Task directions: Whenever a line below holds the word "contains", copy that line.

Records to use:
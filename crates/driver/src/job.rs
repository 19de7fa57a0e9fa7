//! Job driver
//!
//! Loads the configured split, drops tasks without a problem statement,
//! maps the partition executor over the remaining rows and persists the
//! results.

use crate::dataset::{build_prompts, load_tasks};
use crate::partition::ParallelMap;
use crate::sink::{ResultSink, WriteMode};
use std::fs;
use std::path::{Path, PathBuf};
use std::sync::Arc;
use std::time::{Duration, Instant};
use swefix_common::{JobConfig, ResultRecord, Result, SwefixError, METRICS};
use swefix_worker::{ModelResource, PartitionExecutor};
use tracing::{error, info};

/// What a finished job did
#[derive(Debug, Clone, PartialEq)]
pub struct JobSummary {
    /// Tasks read from the dataset
    pub tasks_loaded: usize,

    /// Tasks dropped for lacking a problem statement
    pub tasks_dropped: usize,

    /// Rows sent through generation
    pub rows_processed: usize,

    /// Rows whose generation failed
    pub rows_failed: usize,

    /// Where results were written; `None` when there was nothing to write
    pub destination: Option<PathBuf>,

    pub elapsed: Duration,
}

/// Run one generation job end to end
pub fn run_job(config: &JobConfig, resource: &ModelResource, sink: &dyn ResultSink) -> Result<JobSummary> {
    config.validate()?;
    let start = Instant::now();

    info!(
        "Starting job: split={} dataset={} model={}",
        config.dataset.split,
        config.dataset.path.display(),
        config.generation.model_location
    );

    let dataset = load_tasks(&config.dataset)?;
    let tasks_loaded = dataset.tasks.len();
    METRICS.job.tasks_loaded_total.inc_by(tasks_loaded as u64);

    let (rows, tasks_dropped) = build_prompts(dataset.tasks);
    METRICS.job.tasks_dropped_total.inc_by(tasks_dropped as u64);
    info!(
        "{} tasks loaded, {} dropped without a problem statement",
        tasks_loaded, tasks_dropped
    );

    if rows.is_empty() {
        info!("No instances to process after filtering, skipping write");
        return Ok(JobSummary {
            tasks_loaded,
            tasks_dropped,
            rows_processed: 0,
            rows_failed: 0,
            destination: None,
            elapsed: start.elapsed(),
        });
    }

    let rows_processed = rows.len();
    let executor = PartitionExecutor::new(resource, Arc::new(config.generation.clone()));
    let map = ParallelMap::new(config.execution.resolved_workers())?;
    let partitions = config.execution.resolved_partitions(rows_processed);

    let generation_start = Instant::now();
    let output = map.run(&executor, rows, partitions)?;
    info!(
        "Generated {} completions in {:.2}s",
        output.len(),
        generation_start.elapsed().as_secs_f64()
    );

    let rows_failed = output.iter().filter(|(_, c)| c.is_failed()).count();
    let records: Vec<ResultRecord> = output
        .into_iter()
        .map(|(row, completion)| ResultRecord::new(row, completion))
        .collect();

    let destination = config.destination();
    match sink.write(&records, &destination, WriteMode::Overwrite) {
        Ok(written) => {
            METRICS.job.records_written_total.inc_by(written.records as u64);
        }
        Err(e) => {
            METRICS.job.write_failures_total.inc();
            error!(
                "Failed to save results to {}: {} ({} records not persisted)",
                destination.display(),
                e,
                records.len()
            );
            return Err(e);
        }
    }

    let elapsed = start.elapsed();
    info!(
        "Job finished in {:.2}s: {} rows ({} failed) saved to {}",
        elapsed.as_secs_f64(),
        rows_processed,
        rows_failed,
        destination.display()
    );

    Ok(JobSummary {
        tasks_loaded,
        tasks_dropped,
        rows_processed,
        rows_failed,
        destination: Some(destination),
        elapsed,
    })
}

/// Write the Prometheus text exposition of all metrics to `path`
pub fn dump_metrics(path: &Path) -> Result<()> {
    let text = METRICS.gather()?;
    if let Some(parent) = path.parent().filter(|p| !p.as_os_str().is_empty()) {
        fs::create_dir_all(parent)?;
    }
    fs::write(path, text)
        .map_err(|e| SwefixError::internal(format!("Failed to write metrics to {}: {}", path.display(), e)))
}

#[cfg(test)]
mod tests {
    use super::*;
    use crate::sink::{read_results, JsonLinesSink, WriteSummary};
    use std::sync::atomic::{AtomicUsize, Ordering};
    use swefix_common::{DatasetSplit, GenerationConfig};
    use swefix_worker::{CausalLm, ModelHandle, ModelLoader, SamplingParams, TextTokenizer};

    struct WordTokenizer;

    impl TextTokenizer for WordTokenizer {
        fn encode(&self, text: &str) -> Result<Vec<u32>> {
            Ok(text.bytes().map(u32::from).collect())
        }

        fn decode(&self, ids: &[u32], _skip_special_tokens: bool) -> Result<String> {
            Ok(ids.iter().map(|id| *id as u8 as char).collect())
        }

        fn eos_token_id(&self) -> u32 {
            0
        }
    }

    struct ReturnModel;

    impl CausalLm for ReturnModel {
        fn generate(&self, input_ids: &[u32], _params: &SamplingParams) -> Result<Vec<Vec<u32>>> {
            let mut sequence = input_ids.to_vec();
            sequence.extend("```python\nreturn None\n```".bytes().map(u32::from));
            Ok(vec![sequence])
        }
    }

    struct FakeLoader {
        loads: Arc<AtomicUsize>,
    }

    impl ModelLoader for FakeLoader {
        fn load(&self, config: &GenerationConfig) -> Result<ModelHandle> {
            self.loads.fetch_add(1, Ordering::SeqCst);
            Ok(ModelHandle {
                location: config.model_location.clone(),
                tokenizer: Box::new(WordTokenizer),
                model: Box::new(ReturnModel),
            })
        }
    }

    struct BrokenSink;

    impl ResultSink for BrokenSink {
        fn write(&self, _records: &[ResultRecord], destination: &Path, _mode: WriteMode) -> Result<WriteSummary> {
            Err(SwefixError::storage(destination, "bucket unavailable"))
        }
    }

    fn job_config(root: &Path) -> JobConfig {
        let mut config = JobConfig::default();
        config.dataset.path = root.join("dataset");
        config.dataset.split = DatasetSplit::Test;
        config.generation = GenerationConfig::new("/models/fake");
        config.output.root = root.join("out");
        config.output.prefix = "results".to_string();
        config.execution.workers = 2;
        config
    }

    fn write_dataset(root: &Path, lines: &[&str]) {
        let data = root.join("dataset").join("data");
        fs::create_dir_all(&data).unwrap();
        fs::write(data.join("test-00000.jsonl"), lines.join("\n")).unwrap();
    }

    fn fake_resource() -> (ModelResource, Arc<AtomicUsize>) {
        let loads = Arc::new(AtomicUsize::new(0));
        let resource = ModelResource::new(Box::new(FakeLoader {
            loads: Arc::clone(&loads),
        }));
        (resource, loads)
    }

    #[test]
    fn test_run_job_writes_cleaned_results() {
        let dir = tempfile::tempdir().unwrap();
        write_dataset(
            dir.path(),
            &[
                r#"{"instance_id": "a", "problem_statement": "crash on empty input"}"#,
                r#"{"instance_id": "b", "problem_statement": "  "}"#,
                r#"{"instance_id": "c", "problem_statement": "wrong sort order"}"#,
            ],
        );
        let config = job_config(dir.path());
        let (resource, loads) = fake_resource();

        let summary = run_job(&config, &resource, &JsonLinesSink::new(10)).unwrap();

        assert_eq!(summary.tasks_loaded, 3);
        assert_eq!(summary.tasks_dropped, 1);
        assert_eq!(summary.rows_processed, 2);
        assert_eq!(summary.rows_failed, 0);
        assert_eq!(summary.destination, Some(dir.path().join("out").join("results_test")));
        assert_eq!(loads.load(Ordering::SeqCst), 1);

        let records = read_results(&config.destination()).unwrap();
        let ids: Vec<&str> = records.iter().map(|r| r.instance_id.as_str()).collect();
        assert_eq!(ids, vec!["a", "c"]);
        assert!(records
            .iter()
            .all(|r| r.generated_fix.as_deref() == Some("return None")));
    }

    #[test]
    fn test_zero_rows_skips_write_and_model() {
        let dir = tempfile::tempdir().unwrap();
        write_dataset(
            dir.path(),
            &[r#"{"instance_id": "a", "problem_statement": null}"#],
        );
        let config = job_config(dir.path());
        let (resource, loads) = fake_resource();

        let summary = run_job(&config, &resource, &JsonLinesSink::new(10)).unwrap();

        assert_eq!(summary.rows_processed, 0);
        assert_eq!(summary.destination, None);
        assert!(!config.destination().exists());
        assert_eq!(loads.load(Ordering::SeqCst), 0);
    }

    #[test]
    fn test_sink_failure_is_output_error() {
        let dir = tempfile::tempdir().unwrap();
        write_dataset(
            dir.path(),
            &[r#"{"instance_id": "a", "problem_statement": "bug"}"#],
        );
        let config = job_config(dir.path());
        let (resource, _) = fake_resource();
        let failures_before = METRICS.job.write_failures_total.get();

        let err = run_job(&config, &resource, &BrokenSink).unwrap_err();

        assert_eq!(err.exit_code(), 2);
        assert!(err.to_string().contains("bucket unavailable"));
        assert!(METRICS.job.write_failures_total.get() > failures_before);
    }

    #[test]
    fn test_dump_metrics_writes_exposition() {
        let dir = tempfile::tempdir().unwrap();
        let path = dir.path().join("metrics").join("job.prom");
        METRICS.job.tasks_loaded_total.inc_by(0);

        dump_metrics(&path).unwrap();

        let text = fs::read_to_string(&path).unwrap();
        assert!(text.contains("job_tasks_loaded_total"));
    }
}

Solution to the problem:
        assert!(err.to_string().contains("bucket unavailable"));
        assert!(text.contains("job_tasks_loaded_total"));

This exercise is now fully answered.